### Stored data entries
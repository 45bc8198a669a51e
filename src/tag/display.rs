use std::fmt::{self, Write};

use super::{Payload, Tag};
use crate::NbtValue;

const DEFAULT_INDENT: &str = "  ";

impl Tag {
    /// Renders the tree in the classic `TAG_Kind("name"): value` layout,
    /// nesting children one `indent` deeper than their container.
    pub fn to_string_indented(&self, indent: &str) -> String {
        let mut out = String::new();
        // Writing into a String cannot fail.
        let _ = self.pretty(&mut out, indent, 0);
        out
    }

    fn pretty(&self, out: &mut impl Write, indent: &str, level: usize) -> fmt::Result {
        for _ in 0..level {
            out.write_str(indent)?;
        }
        let node = self.node();
        out.write_str(node.payload.kind().display_name())?;
        if let Some(name) = node.name.as_deref().filter(|name| !name.is_empty()) {
            write!(out, "(\"{name}\")")?;
        }
        out.write_str(": ")?;
        match &node.payload {
            Payload::Value(value) => write_value(out, value),
            Payload::List(list) => {
                let kind = list.kind.map_or("unset", |kind| kind.display_name());
                writeln!(out, "{} entries of {kind} {{", list.items.len())?;
                for item in &list.items {
                    item.pretty(out, indent, level + 1)?;
                    out.write_char('\n')?;
                }
                close(out, indent, level)
            }
            Payload::Compound(map) => {
                writeln!(out, "{} entries {{", map.len())?;
                let mut names: Vec<&String> = map.keys().collect();
                names.sort();
                for name in names {
                    map[name].pretty(out, indent, level + 1)?;
                    out.write_char('\n')?;
                }
                close(out, indent, level)
            }
        }
    }
}

fn write_value(out: &mut impl Write, value: &NbtValue) -> fmt::Result {
    match value {
        NbtValue::Byte(v) => write!(out, "{v}"),
        NbtValue::Short(v) => write!(out, "{v}"),
        NbtValue::Int(v) => write!(out, "{v}"),
        NbtValue::Long(v) => write!(out, "{v}"),
        NbtValue::Float(v) => write!(out, "{v}"),
        NbtValue::Double(v) => write!(out, "{v}"),
        NbtValue::String(v) => write!(out, "{v:?}"),
        NbtValue::ByteArray(v) => write!(out, "[{} bytes]", v.len()),
        NbtValue::IntArray(v) => write!(out, "[{} ints]", v.len()),
        NbtValue::LongArray(v) => write!(out, "[{} longs]", v.len()),
    }
}

fn close(out: &mut impl Write, indent: &str, level: usize) -> fmt::Result {
    for _ in 0..level {
        out.write_str(indent)?;
    }
    out.write_char('}')
}

impl fmt::Display for Tag {
    fn fmt(&self, f: &mut fmt::Formatter<'_>) -> fmt::Result {
        self.pretty(f, DEFAULT_INDENT, 0)
    }
}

### GOAL OF THE EXERCISE
Using the data above, print every record exactly as shown.

### RESPONSE TO THIS TASK
repository 45bc8198a669a51e
filename src/tag/display.rs
use std::fmt::{self, Write};

use super::{Payload, Tag};
use crate::NbtValue;

const DEFAULT_INDENT: &str = "  ";

impl Tag {
    /// Renders the tree in the classic `TAG_Kind("name"): value` layout,
    /// nesting children one `indent` deeper than their container.
    pub fn to_string_indented(&self, indent: &str) -> String {
        let mut out = String::new();
        // Writing into a String cannot fail.
        let _ = self.pretty(&mut out, indent, 0);
        out
    }

    fn pretty(&self, out: &mut impl Write, indent: &str, level: usize) -> fmt::Result {
        for _ in 0..level {
            out.write_str(indent)?;
        }
        let node = self.node();
        out.write_str(node.payload.kind().display_name())?;
        if let Some(name) = node.name.as_deref().filter(|name| !name.is_empty()) {
            write!(out, "(\"{name}\")")?;
        }
        out.write_str(": ")?;
        match &node.payload {
            Payload::Value(value) => write_value(out, value),
            Payload::List(list) => {
                let kind = list.kind.map_or("unset", |kind| kind.display_name());
                writeln!(out, "{} entries of {kind} {{", list.items.len())?;
                for item in &list.items {
                    item.pretty(out, indent, level + 1)?;
                    out.write_char('\n')?;
                }
                close(out, indent, level)
            }
            Payload::Compound(map) => {
                writeln!(out, "{} entries {{", map.len())?;
                let mut names: Vec<&String> = map.keys().collect();
                names.sort();
                for name in names {
                    map[name].pretty(out, indent, level + 1)?;
                    out.write_char('\n')?;
                }
                close(out, indent, level)
            }
        }
    }
}

fn write_value(out: &mut impl Write, value: &NbtValue) -> fmt::Result {
    match value {
        NbtValue::Byte(v) => write!(out, "{v}"),
        NbtValue::Short(v) => write!(out, "{v}"),
        NbtValue::Int(v) => write!(out, "{v}"),
        NbtValue::Long(v) => write!(out, "{v}"),
        NbtValue::Float(v) => write!(out, "{v}"),
        NbtValue::Double(v) => write!(out, "{v}"),
        NbtValue::String(v) => write!(out, "{v:?}"),
        NbtValue::ByteArray(v) => write!(out, "[{} bytes]", v.len()),
        NbtValue::IntArray(v) => write!(out, "[{} ints]", v.len()),
        NbtValue::LongArray(v) => write!(out, "[{} longs]", v.len()),
    }
}

fn close(out: &mut impl Write, indent: &str, level: usize) -> fmt::Result {
    for _ in 0..level {
        out.write_str(indent)?;
    }
    out.write_char('}')
}

impl fmt::Display for Tag {
    fn fmt(&self, f: &mut fmt::Formatter<'_>) -> fmt::Result {
        self.pretty(f, DEFAULT_INDENT, 0)
    }
}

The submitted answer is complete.